A growing apprehension takes hold as they begin to appreciate that they are alone and must face an unknown menace that has caused the city's evacuation. Charles finds a newspaper in a hotel lobby that proclaims that a "mystery army" is attacking the city from the north. In a panic, he runs outside and is killed by a death ray emitted from an alien robot in the street.

While attempting to defend the city, a military force, led by Lt. Gen. Wood, sets up a command post. After Air Force fighters and bombers are quickly destroyed by the advancing invaders, the use of atomic weapons is considered as a serious option. A group of scientists, including their chief research scientist, finally get their hands on a damaged robot to discover its vulnerabilities.

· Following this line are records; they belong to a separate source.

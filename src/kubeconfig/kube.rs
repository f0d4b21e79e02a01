// src/kubeconfig/kube.rs
use std::fs::{self, OpenOptions};
use std::io::Write;
use std::path::{Path, PathBuf};
use uuid::Uuid;

use super::types::ServiceAccountContext;
use crate::cluster::ClusterOperations;
use crate::config::KubeconfigMethod;
use crate::error::{Diagnose, Result, StepError, ToolError};
use crate::manifest::render_kubeconfig;
use crate::types::{Cluster, ServiceAccount};

/// Writes `contents` readable and writable by the owner only.
pub fn write_kubeconfig_file(path: &Path, contents: &str) -> Result<()> {
    let mut options = OpenOptions::new();
    options.write(true).create(true).truncate(true);
    #[cfg(unix)]
    {
        use std::os::unix::fs::OpenOptionsExt;
        options.mode(0o600);
    }

    let mut file = options.open(path).map_err(|e| ToolError::io(path, e))?;
    file.write_all(contents.as_bytes())
        .map_err(|e| ToolError::io(path, e))?;

    restrict_permissions(path)
}

/// `mode` only applies on creation, so an existing file is tightened too.
fn restrict_permissions(path: &Path) -> Result<()> {
    #[cfg(unix)]
    {
        use std::os::unix::fs::PermissionsExt;
        fs::set_permissions(path, fs::Permissions::from_mode(0o600))
            .map_err(|e| ToolError::io(path, e))?;
    }
    #[cfg(not(unix))]
    let _ = path;
    Ok(())
}

fn temp_path_for(output: &Path) -> PathBuf {
    let file_name = output
        .file_name()
        .map(|n| n.to_string_lossy().to_string())
        .unwrap_or_else(|| "kubeconfig".to_string());
    output.with_file_name(format!("{}.{}.tmp", file_name, Uuid::new_v4()))
}

/// Produces the service account kubeconfig for one cluster and checks that
/// it can reach the cluster.
pub struct KubeConfigGenerator<'a> {
    ops: &'a mut ClusterOperations,
    cluster: &'a Cluster,
}

impl<'a> KubeConfigGenerator<'a> {
    pub fn new(ops: &'a mut ClusterOperations, cluster: &'a Cluster) -> Self {
        Self { ops, cluster }
    }

    pub fn generate(
        &mut self,
        method: KubeconfigMethod,
        sa: &ServiceAccount,
        output: &Path,
    ) -> std::result::Result<PathBuf, StepError> {
        self.ops.log("Getting token for service account ...");
        let token = self.ops.get_token(self.cluster, sa).diagnose(
            "Unable to obtain token for service account. Check you have access to the service account created.",
        )?;

        match method {
            KubeconfigMethod::Template => self.generate_from_template(sa, &token, output)?,
            KubeconfigMethod::Minify => self.generate_minified(sa, &token, output)?,
        }

        self.ops.log("Checking connectivity to the cluster ...");
        let probe_namespace = sa
            .target_namespaces
            .first()
            .unwrap_or(&sa.namespace)
            .clone();
        self.ops
            .check_connectivity(output, &probe_namespace)
            .diagnose(format!(
                "Connection with generated kubeconfig {} failed",
                output.display()
            ))?;

        Ok(output.to_path_buf())
    }

    fn generate_from_template(
        &mut self,
        sa: &ServiceAccount,
        token: &str,
        output: &Path,
    ) -> std::result::Result<(), StepError> {
        self.ops.log("Getting cluster info ...");
        let info = self
            .ops
            .get_cluster_info(self.cluster)
            .diagnose("Failed to get cluster info")?;

        let sac = ServiceAccountContext {
            alias: sa.alias(),
            token: token.to_string(),
            server: info.server,
            ca_data: info.ca_data,
        };

        self.ops.log("Building kubeconfig ...");
        let kubeconfig = render_kubeconfig(&sac).diagnose("Failed to build kubeconfig")?;

        self.ops.log("Writing kubeconfig ...");
        write_kubeconfig_file(output, &kubeconfig).diagnose(format!(
            "Unable to create kubeconfig file at {}. Check that you have write access to that location.",
            output.display()
        ))
    }

    /// Rewrites a copy of the source kubeconfig with kubectl and minifies it
    /// down to the service account context.
    fn generate_minified(
        &mut self,
        sa: &ServiceAccount,
        token: &str,
        output: &Path,
    ) -> std::result::Result<(), StepError> {
        let alias = sa.alias();
        let user = format!("{}-token", alias);
        let temp = temp_path_for(output);

        self.ops.log("Cloning kubeconfig ...");
        self.ops
            .view_to_file(&self.cluster.kubeconfig_file, &["--raw"], &temp)
            .diagnose("Unable to clone kubeconfig")?;
        restrict_permissions(&temp).diagnose("Unable to protect temporary kubeconfig")?;

        self.ops.log("Renaming context in kubeconfig ...");
        self.ops
            .config(
                &temp,
                &["rename-context", &self.cluster.context.context_name, &alias],
            )
            .diagnose("Unable to rename kubeconfig context")?;

        self.ops.log("Switching context in kubeconfig ...");
        self.ops
            .config(&temp, &["use-context", &alias])
            .diagnose("Unable to switch kubeconfig context")?;

        self.ops.log("Creating token user in kubeconfig ...");
        self.ops
            .config(&temp, &["set-credentials", &user, "--token", token])
            .diagnose("Unable to create token user")?;

        self.ops.log("Updating context to use token user in kubeconfig ...");
        self.ops
            .config(&temp, &["set-context", &alias, "--user", &user])
            .diagnose("Unable to modify context")?;

        self.ops.log("Updating context with namespace in kubeconfig ...");
        self.ops
            .config(&temp, &["set-context", &alias, "--namespace", &sa.namespace])
            .diagnose("Unable to modify context")?;

        self.ops.log("Minifying kubeconfig ...");
        self.ops
            .view_to_file(&temp, &["--flatten", "--minify"], output)
            .diagnose("Unable to minify kubeconfig")?;
        restrict_permissions(output).diagnose(format!(
            "Unable to restrict permissions of {}",
            output.display()
        ))?;

        self.ops.debug_log("Deleting temp kubeconfig ...");
        fs::remove_file(&temp)
            .map_err(|e| ToolError::io(&temp, e))
            .diagnose("Unable to remove temporary kubeconfig")
    }
}

#[cfg(test)]
mod tests {
    use super::*;
    use crate::kubeconfig::KubeConfig;
    use crate::kubectl::testing::FakeRunner;
    use crate::types::ClusterContext;
    use crate::utils::logging::testing::MockLogger;
    use base64::{engine::general_purpose, Engine as _};
    use tempfile::TempDir;

    fn cluster(dir: &Path) -> Cluster {
        Cluster::new(
            dir.join("source-kubeconfig"),
            ClusterContext {
                context_name: "prod".to_string(),
                cluster_name: "prod-cluster".to_string(),
            },
        )
    }

    fn account(targets: &[&str]) -> ServiceAccount {
        ServiceAccount {
            namespace: "spinnaker".to_string(),
            name: "spinnaker-sa".to_string(),
            target_namespaces: targets.iter().map(|t| t.to_string()).collect(),
            ..Default::default()
        }
    }

    fn token_runner() -> FakeRunner {
        let runner = FakeRunner::new();
        runner
            .respond(&["get", "serviceaccount"], "spinnaker-sa-token-x")
            .respond(
                &["get", "secret"],
                &general_purpose::STANDARD.encode("sa-bearer-token"),
            );
        runner
    }

    #[cfg(unix)]
    #[test]
    fn test_write_kubeconfig_file_is_owner_only() {
        use std::os::unix::fs::PermissionsExt;
        let dir = TempDir::new().unwrap();
        let path = dir.path().join("kubeconfig-sa");
        fs::write(&path, "stale").unwrap();
        fs::set_permissions(&path, fs::Permissions::from_mode(0o644)).unwrap();

        write_kubeconfig_file(&path, "apiVersion: v1\n").unwrap();

        assert_eq!(fs::read_to_string(&path).unwrap(), "apiVersion: v1\n");
        let mode = fs::metadata(&path).unwrap().permissions().mode();
        assert_eq!(mode & 0o777, 0o600);
    }

    #[test]
    fn test_write_kubeconfig_file_reports_path() {
        let dir = TempDir::new().unwrap();
        let path = dir.path().join("missing-dir").join("kubeconfig");

        let err = write_kubeconfig_file(&path, "x").unwrap_err();

        assert!(err.to_string().contains("missing-dir"));
    }

    #[test]
    fn test_minify_rewrites_source_kubeconfig() {
        let dir = TempDir::new().unwrap();
        let output = dir.path().join("kubeconfig-sa");
        let minified = "apiVersion: v1\nkind: Config\ncurrent-context: spinnaker-spinnaker-sa\n";

        let runner = token_runner();
        runner
            .respond(&["view", "--raw"], "apiVersion: v1\nkind: Config\n")
            .respond(&["view", "--flatten", "--minify"], minified);
        let mut ops = ClusterOperations::new(Box::new(runner.clone()), Box::new(MockLogger::new()));
        let cluster = cluster(dir.path());

        let written = KubeConfigGenerator::new(&mut ops, &cluster)
            .generate(KubeconfigMethod::Minify, &account(&[]), &output)
            .unwrap();

        assert_eq!(written, output);
        assert_eq!(fs::read_to_string(&output).unwrap(), minified);

        let leftovers: Vec<_> = fs::read_dir(dir.path())
            .unwrap()
            .map(|e| e.unwrap().file_name())
            .collect();
        assert_eq!(leftovers, vec![std::ffi::OsString::from("kubeconfig-sa")]);

        assert_eq!(runner.calls_with(&["rename-context", "prod", "spinnaker-spinnaker-sa"]).len(), 1);
        assert_eq!(
            runner
                .calls_with(&["set-credentials", "spinnaker-spinnaker-sa-token", "--token", "sa-bearer-token"])
                .len(),
            1
        );
        assert_eq!(
            runner
                .calls_with(&["set-context", "spinnaker-spinnaker-sa", "--namespace", "spinnaker"])
                .len(),
            1
        );
        assert!(runner.calls_with(&["version"]).is_empty());
    }

    #[test]
    fn test_probe_uses_first_target_namespace() {
        let dir = TempDir::new().unwrap();
        let output = dir.path().join("kubeconfig-sa");

        let runner = token_runner();
        runner
            .respond(&["version"], r#"{"clientVersion": {"major": "1", "minor": "29"}}"#)
            .respond(&["config", "view", "--raw"], "https://10.0.0.1:6443 LS0t");
        let mut ops = ClusterOperations::new(Box::new(runner.clone()), Box::new(MockLogger::new()));
        let cluster = cluster(dir.path());

        KubeConfigGenerator::new(&mut ops, &cluster)
            .generate(KubeconfigMethod::Template, &account(&["dev", "qa"]), &output)
            .unwrap();

        let probe = runner.calls_with(&["get", "pods"]);
        assert_eq!(probe.len(), 1);
        assert!(probe[0].has(&["-n", "dev"]));

        let parsed: KubeConfig =
            serde_yaml::from_str(&fs::read_to_string(&output).unwrap()).unwrap();
        assert_eq!(parsed.users[0].user.token, "sa-bearer-token");
        assert_eq!(parsed.clusters[0].cluster.server, "https://10.0.0.1:6443");
    }
}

The small band is joined by Davis, a psychotic killer, who has his own plans for survival. The survivors quickly realize they now have an armed enemy within their small group, as well as the invaders from outer space to deal with. Vicki argues with Davis and in retaliation he shoots Vicki to death. Later on, Jim is killed by one of the invading robots. Finally Army units later arrive in the streets, now with jeeps fully equipped with sonic weapon transmitters directed by large public speakers(bullhorns) that easily dispatches the invading cathoid ray tube robots, busting their tubes which ends their invasion.

==Cast==
- Richard Denning as Frank Brooks
- Kathleen Crowley as Nora King
- Virginia Grey as Vicki Harris
- Richard Reeves as Jim Wilson
- Robert Roark as Davis
- Whit Bissell as Tom, Chief research scientist
- Arthur Space as Lt. General Wood
- Steve Pendleton as Colonel
- Mort Marshall as Charles Otis
- House Peters Jr. as Technician
- Steve Calvert as the Robot

==Production==
Principal photography began in mid-July 1954 at Kling Studios, for a tight seven-day shooting schedule that also included outdoor shooting. While the story is set in Chicago, Target Earth was actually filmed in Los Angeles. Empty street scenes were filmed during early morning hours before normal traffic began.

Actor Robert Roark was given a role because his father was a large investor in Target Earth.

Even though a "robot army" is mentioned several times during the film, only one robot was constructed for the production, which was then used in all scenes to depict the invasion. When actor Steve Calvert, who played the robot, was not working on B films, he regularly worked as a bartender at Ciro's on the Sunset Strip. He also played the apes in Bride of the Gorilla (1951) and Bela Lugosi Meets a Brooklyn Gorilla (1952).

== Reception ==
The Monthly Film Bulletin wrote: "After a promising opening sequence, in which the heroine gradually learns that the city is deserted, the film quickly degenerates into routine situations and sentiments. Robots arouse little interest, and the human characters, played with almost uniform lack of conviction, are from stock."

Variety wrote: "What starts out as a promising suspense feature soon turns into an unimaginative potboiler on invaders from space so the entertainment values are lightweight. ... After lhe tense kickoff of the story, it settles down to talk out most of the action, losing suspense as it moves along the 74 minutes."

The Hollywood Reporter wrote: "During the first two reels, this low-budget science-fiction film looks like it is going to be a brilliant job. But having got their story launched, director Sherman A. Rose and scripter William Raynor apparently don't know where to steer it and the development becomes more and more routine."

TV Guide later rated the film 1/4 stars, writing, "The robots are just plain disappointing".

David Maine of PopMatters rated it 6/10 stars and called it "a tight, engaging little thriller that focuses more on character than special effects".